Our patient exhibited this pattern: she developed recurrent flash pulmonary edema and difficult-to-control hypertension over 15 days despite preserved LVEF (69%) with grade II diastolic dysfunction (pulmonary artery systolic pressure: 48 mmHg), and coronary angiography showed no culprit severe lesion. Renal angiography demonstrated bilateral significant RAS (right: 65%, left: 80%-90%) with non-oliguric AKI, KDIGO stage 2, supporting a renovascular-driven management strategy.
Management of atherosclerotic RAS includes aggressive medical optimization, blood pressure and volume control, lipid-lowering, antiplatelet therapy when indicated, and intensive cardiovascular risk modification, regardless of whether revascularization is pursued [9,10]. Contemporary scientific statements and clinical practice documents support considering endovascular intervention in selected high-risk presentations, particularly recurrent flash pulmonary edema or refractory heart failure, when renovascular disease is angiographically severe or otherwise clinically consequential [8,10].
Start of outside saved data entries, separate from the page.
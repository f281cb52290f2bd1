//! Deploy and rollback command handlers

use anyhow::{Context, Result};
use stagehand_core::config::Settings;
use stagehand_core::domain::pipeline::Trigger;
use stagehand_orchestrator::Orchestrator;

use crate::output;

/// What `deploy` was asked to run
#[derive(Debug, Clone, Default)]
pub struct Target {
    pub environment: Option<String>,
    pub branch: Option<String>,
    pub pr: Option<u64>,
    pub schedule: bool,
}

impl Target {
    /// Resolves the trigger and environment
    ///
    /// Without an explicit environment, `--branch` picks the environment the
    /// branch maps to, otherwise the default environment is used. A push with
    /// no `--branch` uses the branch mapped to the environment, or `main`.
    pub fn resolve(&self, settings: &Settings) -> Result<(Trigger, String), String> {
        let environment = match (&self.environment, &self.branch) {
            (Some(environment), _) => environment.clone(),
            (None, Some(branch)) => settings
                .environment_for_branch(branch)
                .map(str::to_string)
                .ok_or_else(|| format!("branch '{}' is not mapped to an environment", branch))?,
            (None, None) => settings.default_environment.clone(),
        };

        let trigger = if let Some(number) = self.pr {
            Trigger::PullRequest {
                number,
                branch: self.branch.clone(),
            }
        } else if self.schedule {
            Trigger::Schedule
        } else {
            let name = self
                .branch
                .clone()
                .or_else(|| settings.branch_for_environment(&environment).map(str::to_string))
                .unwrap_or_else(|| "main".to_string());
            Trigger::Branch { name }
        };

        Ok((trigger, environment))
    }
}

pub async fn handle_deploy(target: Target, orchestrator: &Orchestrator) -> Result<u8> {
    let (trigger, environment) = match target.resolve(orchestrator.settings()) {
        Ok(resolved) => resolved,
        Err(message) => return output::reject("invalid_request", &message),
    };

    tracing::info!("Deploying to {} ({})", environment, trigger);

    match orchestrator.run(trigger, &environment).await {
        Ok(run) => output::report_run(&run),
        Err(e) if e.is_rejection() => output::report_rejection(&e),
        Err(e) => Err(e).with_context(|| format!("pipeline run on {} failed", environment)),
    }
}

pub async fn handle_rollback(environment: Option<String>, orchestrator: &Orchestrator) -> Result<u8> {
    let environment =
        environment.unwrap_or_else(|| orchestrator.settings().default_environment.clone());

    match orchestrator.rollback(&environment).await {
        Ok(run) => output::report_run(&run),
        Err(e) if e.is_rejection() => output::report_rejection(&e),
        Err(e) => Err(e).with_context(|| format!("rollback of {} failed", environment)),
    }
}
Large randomized trials showed no overall advantage of routine stenting over medical therapy for major blood pressure, renal, or cardiovascular outcomes in broadly selected atherosclerotic RAS populations [6,7]. However, these trials had important limitations and did not adequately represent unstable high-risk phenotypes such as recurrent flash pulmonary edema [8,10]. Accordingly, a presentation-driven approach may be considered in carefully selected patients. Observational data suggest that percutaneous transluminal renal artery angioplasty (PTRA) with or without stenting may be associated with cardiorenal benefit in high-risk ARVD phenotypes such as flash pulmonary edema, resistant hypertension, or rapid loss of kidney function [10].
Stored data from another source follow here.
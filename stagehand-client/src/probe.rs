//! Application probe endpoints

use crate::AppClient;
use crate::error::Result;
use tracing::debug;

/// What an endpoint answered
#[derive(Debug, Clone, PartialEq, Eq)]
pub struct ProbeResponse {
    pub url: String,
    pub status: u16,
    pub content_type: Option<String>,
    pub body_len: usize,
}

impl ProbeResponse {
    pub fn is_success(&self) -> bool {
        (200..300).contains(&self.status)
    }
}

impl AppClient {
    /// Issue a GET and report whatever the endpoint answered
    ///
    /// Only transport failures are errors; any HTTP status is returned as-is.
    pub async fn probe(&self, path: &str) -> Result<ProbeResponse> {
        let url = self.url(path);
        let response = self.client.get(&url).send().await?;

        let status = response.status().as_u16();
        let content_type = response
            .headers()
            .get(reqwest::header::CONTENT_TYPE)
            .and_then(|v| v.to_str().ok())
            .map(|v| v.to_string());
        let body = response.bytes().await?;

        debug!("Probe {} -> {} ({} bytes)", url, status, body.len());

        Ok(ProbeResponse {
            url,
            status,
            content_type,
            body_len: body.len(),
        })
    }
}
In this case, the decision to proceed with bilateral renal endovascular revascularization was driven by the combination of recurrent pulmonary edema, difficulty controlling blood pressure, and renal function instability in the setting of significant bilateral disease. Contrast risk was addressed with stratification (Mehran score: 15) and nephroprotection, with close laboratory surveillance and avoidance of nephrotoxins and renin-angiotensin system blockade during the acute phase. The post-intervention course, no further episodes of sudden pulmonary edema over one year, improved blood pressure control with fewer antihypertensive agents, and patency on follow-up ultrasound, supports the clinical plausibility of benefit in this high-risk phenotype [8].
Conclusions
This case highlights that the Pickering phenotype may masquerade as HFpEF-like decompensation with preserved LVEF and that identifying a renovascular driver can meaningfully change the clinical course. In patients with recurrent flash pulmonary edema and difficult-to-control hypertension, particularly when presentations are abrupt and disproportionate to systolic impairment, an active search for atherosclerotic RAS and careful phenotyping by laterality and severity can guide individualized decisions.
Although conclusions are limited by the single-patient design and potential confounding from concurrent medical optimization, causality cannot be inferred, and generalizability is limited. The sustained absence of pulmonary edema recurrence with improved blood pressure control after revascularization supports a presentation-guided approach rather than a uniform extrapolation from unselected trial populations to unstable high-risk presentations. Ongoing surveillance for restenosis and aggressive secondary prevention remain essential given the systemic nature of atherosclerosis.